■ Your assignment
Word for word, return the lines from the top of the listing to the line containing "#[derive(Debug, Clone, Serialize, PartialEq, Eq)]", both ends included, and no others.

--- Provided material Enclosed Below ---

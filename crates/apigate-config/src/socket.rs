use std::fmt;
use std::fs::DirBuilder;
use std::str::FromStr;

use camino::{Utf8Path, Utf8PathBuf};
use serde::de::Error as _;
use serde::{Deserialize, Deserializer, Serialize};
use thiserror::Error;
use url::Url;

/// Where the daemon accepts connections.
///
/// Configuration files may spell an endpoint either as a URL string
/// (`"unix:///run/apigate.sock"`, `"tcp://127.0.0.1:8091"`) or as a table
/// tagged by `transport`.
#[derive(Debug, Clone, Serialize, PartialEq, Eq)]
#[serde(tag = "transport", rename_all = "snake_case")]
pub enum SocketEndpoint {
    /// Unix domain socket endpoint.
    Unix { path: Utf8PathBuf },
    /// TCP socket endpoint.
    Tcp { host: String, port: u16 },
}

impl SocketEndpoint {
    /// Builds a Unix domain socket endpoint.
    #[must_use]
    pub fn unix(path: impl Into<Utf8PathBuf>) -> Self {
        Self::Unix { path: path.into() }
    }

    /// Builds a TCP socket endpoint.
    #[must_use]
    pub fn tcp(host: impl Into<String>, port: u16) -> Self {
        Self::Tcp {
            host: host.into(),
            port,
        }
    }

    /// Returns the socket path for Unix endpoints.
    #[must_use]
    pub fn unix_path(&self) -> Option<&Utf8Path> {
        match self {
            Self::Unix { path } => Some(path.as_ref()),
            Self::Tcp { .. } => None,
        }
    }

    /// Creates the parent directory of a Unix socket with mode `0700`.
    ///
    /// TCP endpoints need no preparation.
    pub fn prepare_filesystem(&self) -> Result<(), SocketPreparationError> {
        let Some(path) = self.unix_path() else {
            return Ok(());
        };
        let Some(parent) = path.parent().filter(|parent| !parent.as_str().is_empty()) else {
            return Err(SocketPreparationError::MissingParent {
                path: path.to_path_buf(),
            });
        };

        let mut builder = DirBuilder::new();
        builder.recursive(true);
        #[cfg(unix)]
        {
            use std::os::unix::fs::DirBuilderExt;
            builder.mode(0o700);
        }

        if let Err(source) = builder.create(parent.as_std_path())
            && source.kind() != std::io::ErrorKind::AlreadyExists
        {
            return Err(SocketPreparationError::CreateDirectory {
                path: parent.to_path_buf(),
                source,
            });
        }

        Ok(())
    }
}

impl fmt::Display for SocketEndpoint {
    fn fmt(&self, formatter: &mut fmt::Formatter<'_>) -> fmt::Result {
        match self {
            Self::Unix { path } => write!(formatter, "unix://{path}"),
            Self::Tcp { host, port } => write!(formatter, "tcp://{host}:{port}"),
        }
    }
}

impl FromStr for SocketEndpoint {
    type Err = SocketParseError;

    fn from_str(input: &str) -> Result<Self, Self::Err> {
        let url = Url::parse(input)?;
        match url.scheme() {
            "unix" => {
                let path = url.path();
                if path.is_empty() {
                    return Err(SocketParseError::MissingUnixPath(input.to_owned()));
                }
                Ok(Self::unix(path))
            }
            "tcp" => {
                let host = url
                    .host_str()
                    .ok_or_else(|| SocketParseError::MissingHost(input.to_owned()))?;
                let port = url
                    .port()
                    .ok_or_else(|| SocketParseError::MissingPort(input.to_owned()))?;
                Ok(Self::tcp(host, port))
            }
            other => Err(SocketParseError::UnsupportedScheme(other.to_owned())),
        }
    }
}

impl<'de> Deserialize<'de> for SocketEndpoint {
    fn deserialize<D>(deserializer: D) -> Result<Self, D::Error>
    where
        D: Deserializer<'de>,
    {
        #[derive(Deserialize)]
        #[serde(tag = "transport", rename_all = "snake_case")]
        enum Tagged {
            Unix { path: Utf8PathBuf },
            Tcp { host: String, port: u16 },
        }

        #[derive(Deserialize)]
        #[serde(untagged)]
        enum Repr {
            Url(String),
            Table(Tagged),
        }

        match Repr::deserialize(deserializer)? {
            Repr::Url(text) => text.parse().map_err(D::Error::custom),
            Repr::Table(Tagged::Unix { path }) => Ok(Self::Unix { path }),
            Repr::Table(Tagged::Tcp { host, port }) => Ok(Self::Tcp { host, port }),
        }
    }
}

/// Errors encountered while parsing a [`SocketEndpoint`] from text.
#[derive(Debug, Error)]
pub enum SocketParseError {
    /// Scheme was neither `unix` nor `tcp`.
    #[error("unsupported socket scheme '{0}'")]
    UnsupportedScheme(String),
    /// TCP host name was missing.
    #[error("missing TCP host in '{0}'")]
    MissingHost(String),
    /// TCP port was missing from the address.
    #[error("missing TCP port in '{0}'")]
    MissingPort(String),
    /// Unix socket path was absent.
    #[error("missing Unix socket path in '{0}'")]
    MissingUnixPath(String),
    /// URL failed to parse.
    #[error(transparent)]
    Url(#[from] url::ParseError),
}

/// Errors raised when preparing socket directories.
#[derive(Debug, Error)]
pub enum SocketPreparationError {
    /// The Unix socket path has no parent directory.
    #[error("socket path '{path}' has no parent directory")]
    MissingParent { path: Utf8PathBuf },
    /// Creating the socket directory failed.
    #[error("failed to create socket directory '{path}': {source}")]
    CreateDirectory {
        path: Utf8PathBuf,
        #[source]
        source: std::io::Error,
    },
}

--- End of Enclosed Provided material ---

■ Your solution
filename crates/apigate-config/src/socket.rs
use std::fmt;
use std::fs::DirBuilder;
use std::str::FromStr;

use camino::{Utf8Path, Utf8PathBuf};
use serde::de::Error as _;
use serde::{Deserialize, Deserializer, Serialize};
use thiserror::Error;
use url::Url;

/// Where the daemon accepts connections.
///
/// Configuration files may spell an endpoint either as a URL string
/// (`"unix:///run/apigate.sock"`, `"tcp://127.0.0.1:8091"`) or as a table
/// tagged by `transport`.
#[derive(Debug, Clone, Serialize, PartialEq, Eq)]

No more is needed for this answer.